Exercise material =
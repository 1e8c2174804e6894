//! Domain model (ids, tasks, outcomes, events, errors, ...).
//!
//! # 構成
//! - ids / signature: 型付き ID と決定的シグネチャ
//! - task / capability / state: タスク・capability・状態機械
//! - outcome / events / errors: 実行結果・イベント・エラー分類

pub mod capability;
pub mod errors;
pub mod events;
pub mod ids;
pub mod outcome;
pub mod signature;
pub mod state;
pub mod task;

pub use capability::Capability;
pub use errors::{
    BrokerError, ConfigError, EngineError, HandlerError, HealingActionError, HubError,
    RecorderError, RegistryError, SourceError,
};
pub use events::{Event, TaskExecutedEvent};
pub use ids::{ExecutionId, FailureId, ObservationId, QueryId, SuggestionId};
pub use outcome::ExecutionResult;
pub use state::{OverallHealth, StressLevel, SuggestionStatus, TaskState};
pub use task::{DEFAULT_BASE_SCORE, Task, TaskIntent, TaskType};
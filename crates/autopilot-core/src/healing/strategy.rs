//! Strategy - incident と回復アクション

use std::future::Future;
use std::sync::Arc;

use async_trait::async_trait;
use serde::{Deserialize, Serialize};

use crate::domain::{HealingActionError, SourceError};

/// Incident は dispatcher に渡すエラー（`code` で戦略を選ぶ）
///
/// `preferred_action` は `code` の戦略より先に試す戦略の description。
#[derive(Debug, Clone, PartialEq, Eq, Serialize, Deserialize)]
#[serde(rename_all = "camelCase")]
pub struct Incident {
    pub code: String,
    pub message: String,
    pub source: Option<String>,
    #[serde(default, skip_serializing_if = "Option::is_none")]
    pub preferred_action: Option<String>,
}

impl Incident {
    pub fn new(code: impl Into<String>, message: impl Into<String>) -> Self {
        Self {
            code: code.into(),
            message: message.into(),
            source: None,
            preferred_action: None,
        }
    }

    pub fn from_source(source: &str, err: &SourceError) -> Self {
        Self {
            code: err.code().to_string(),
            message: err.to_string(),
            source: Some(source.to_string()),
            preferred_action: None,
        }
    }

    pub fn prefer(mut self, action: impl Into<String>) -> Self {
        self.preferred_action = Some(action.into());
        self
    }
}

/// HealingAction は回復アクション（`Ok(true)` で解決）
#[async_trait]
pub trait HealingAction: Send + Sync {
    async fn heal(&self, incident: &Incident) -> Result<bool, HealingActionError>;
}

/// async クロージャによるアクション（[`healing_fn`] を参照）
pub struct FnAction<F>(F);

#[async_trait]
impl<F, Fut> HealingAction for FnAction<F>
where
    F: Fn(Incident) -> Fut + Send + Sync,
    Fut: Future<Output = Result<bool, HealingActionError>> + Send,
{
    async fn heal(&self, incident: &Incident) -> Result<bool, HealingActionError> {
        (self.0)(incident.clone()).await
    }
}

pub fn healing_fn<F, Fut>(f: F) -> FnAction<F>
where
    F: Fn(Incident) -> Fut + Send + Sync,
    Fut: Future<Output = Result<bool, HealingActionError>> + Send,
{
    FnAction(f)
}

#[derive(Clone)]
pub struct HealingStrategy {
    pub error_code: String,
    pub description: String,
    pub action: Arc<dyn HealingAction>,
}

impl std::fmt::Debug for HealingStrategy {
    fn fmt(&self, f: &mut std::fmt::Formatter<'_>) -> std::fmt::Result {
        f.debug_struct("HealingStrategy")
            .field("error_code", &self.error_code)
            .field("description", &self.description)
            .finish_non_exhaustive()
    }
}

/// 待ってから解決済みとして返す
pub(crate) fn wait_and_retry(delay: std::time::Duration) -> impl HealingAction {
    healing_fn(move |_incident| async move {
        tokio::time::sleep(delay).await;
        Ok::<_, HealingActionError>(true)
    })
}
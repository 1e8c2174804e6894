//! Outcome model: the result of executing one task.
//!
//! An `ExecutionResult` is produced exactly once per execution and is never
//! mutated afterwards. The engine reads it to derive follow-up tasks and to
//! update memory.

use serde::{Deserialize, Serialize};

#[derive(Debug, Clone, PartialEq, Serialize, Deserialize)]
#[serde(rename_all = "camelCase")]
pub struct ExecutionResult {
    pub success: bool,

    #[serde(default, skip_serializing_if = "Option::is_none")]
    pub data: Option<serde_json::Value>,

    #[serde(default, skip_serializing_if = "Option::is_none")]
    pub error: Option<String>,

    /// Seeds a `data_collection` follow-up.
    pub needs_more_data: bool,

    /// Seeds a `pattern_exploration` follow-up.
    pub found_pattern: bool,
}

impl ExecutionResult {
    /// Key a source sets in its response object to report a discovered pattern.
    pub const PATTERN_KEY: &'static str = "pattern";

    /// Successful execution. `found_pattern` is derived from the data.
    pub fn success(data: serde_json::Value) -> Self {
        let found_pattern = data
            .as_object()
            .is_some_and(|obj| obj.get(Self::PATTERN_KEY).is_some_and(|p| !p.is_null()));
        Self {
            success: true,
            data: Some(data),
            error: None,
            needs_more_data: false,
            found_pattern,
        }
    }

    /// Failed execution. Failures always ask for more data.
    pub fn failure(error: impl Into<String>) -> Self {
        Self {
            success: false,
            data: None,
            error: Some(error.into()),
            needs_more_data: true,
            found_pattern: false,
        }
    }

    /// The pattern payload reported by the source, if any.
    pub fn pattern(&self) -> Option<&serde_json::Value> {
        self.data.as_ref()?.get(Self::PATTERN_KEY)
    }
}

#[cfg(test)]
mod tests {
    use super::*;
    use serde_json::json;

    #[test]
    fn failure_requests_more_data() {
        let r = ExecutionResult::failure("timeout");
        assert!(!r.success);
        assert!(r.needs_more_data);
        assert!(!r.found_pattern);
        assert_eq!(r.error.as_deref(), Some("timeout"));
    }

    #[test]
    fn success_detects_reported_pattern() {
        let r = ExecutionResult::success(json!({"rows": 3, "pattern": {"kind": "spike"}}));
        assert!(r.found_pattern);
        assert_eq!(r.pattern(), Some(&json!({"kind": "spike"})));
    }

    #[test]
    fn success_without_pattern() {
        let r = ExecutionResult::success(json!({"rows": 3, "pattern": null}));
        assert!(!r.found_pattern);
        assert!(!r.needs_more_data);

        let r = ExecutionResult::success(json!([1, 2, 3]));
        assert!(!r.found_pattern);
    }

    #[test]
    fn serializes_camel_case() {
        let v = serde_json::to_value(ExecutionResult::failure("x")).unwrap();
        assert_eq!(v["needsMoreData"], true);
        assert_eq!(v["foundPattern"], false);
        assert!(v.get("data").is_none());
    }
}
//! autopilot-core
//!
//! Core building blocks for the autopilot runtime.
//!
//! # モジュール構成
//! - **domain**: ドメインモデル（tasks, outcomes, events, ids, states, errors）
//! - **ports**: 抽象化レイヤー（Clock, IdGenerator, Source, Broker, StressProbe）
//! - **queue**: 優先度ポリシーと優先度付きタスクキュー
//! - **memory**: `CognitiveMemory` の裏にある pattern / failure / health memory
//! - **hub**: publish/subscribe イベントハブ（in-process または broker 経由）
//! - **recorder**: 実行されたタスクを観測して自動化を提案
//! - **healing**: エラーコードごとの circuit breaker つき self-healing
//! - **app**: builder, engine とバックグラウンドループ
//! - **impls**: 実装（source registry, loopback broker）
//! - **config**: 環境変数で上書きできる `CoreConfig`

pub mod app;
pub mod config;
pub mod domain;
pub mod healing;
pub mod hub;
pub mod impls;
pub mod memory;
pub mod observability;
pub mod ports;
pub mod queue;
pub mod recorder;

pub use app::{AutonomousTaskEngine, BuildError, Core, CoreBuilder};
pub use config::CoreConfig;
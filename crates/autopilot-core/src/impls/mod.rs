//! ポート実装 - 開発用・プロセス内で使う実装群

pub mod loopback_broker;
pub mod source_registry;

use std::sync::Arc;

use crate::domain::BrokerError;
use crate::ports::Broker;

pub use self::loopback_broker::LoopbackBroker;
pub use self::source_registry::SourceRegistry;

/// `durable_bus_url` から Broker を組み立てる
///
/// 現状 `loopback://` のみ。それ以外のスキームは `UnsupportedUrl`。
pub fn broker_for_url(url: &str) -> Result<Arc<dyn Broker>, BrokerError> {
    let scheme = url.split_once("://").map(|(scheme, _)| scheme).unwrap_or(url);
    match scheme {
        "loopback" => Ok(Arc::new(LoopbackBroker::new())),
        _ => Err(BrokerError::UnsupportedUrl(url.to_string())),
    }
}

Task description = Taking the line with "pub mod domain;" as the first and the line with "pub fn broker_for_url(url: &str)" as the last, retype that stretch of the data above exactly, with no other lines.

Written solution =
pub mod domain;
pub mod healing;
pub mod hub;
pub mod impls;
pub mod memory;
pub mod observability;
pub mod ports;
pub mod queue;
pub mod recorder;

pub use app::{AutonomousTaskEngine, BuildError, Core, CoreBuilder};
pub use config::CoreConfig;
filename crates/autopilot-core/src/impls/mod.rs
//! ポート実装 - 開発用・プロセス内で使う実装群

pub mod loopback_broker;
pub mod source_registry;

use std::sync::Arc;

use crate::domain::BrokerError;
use crate::ports::Broker;

pub use self::loopback_broker::LoopbackBroker;
pub use self::source_registry::SourceRegistry;

/// `durable_bus_url` から Broker を組み立てる
///
/// 現状 `loopback://` のみ。それ以外のスキームは `UnsupportedUrl`。
pub fn broker_for_url(url: &str) -> Result<Arc<dyn Broker>, BrokerError> {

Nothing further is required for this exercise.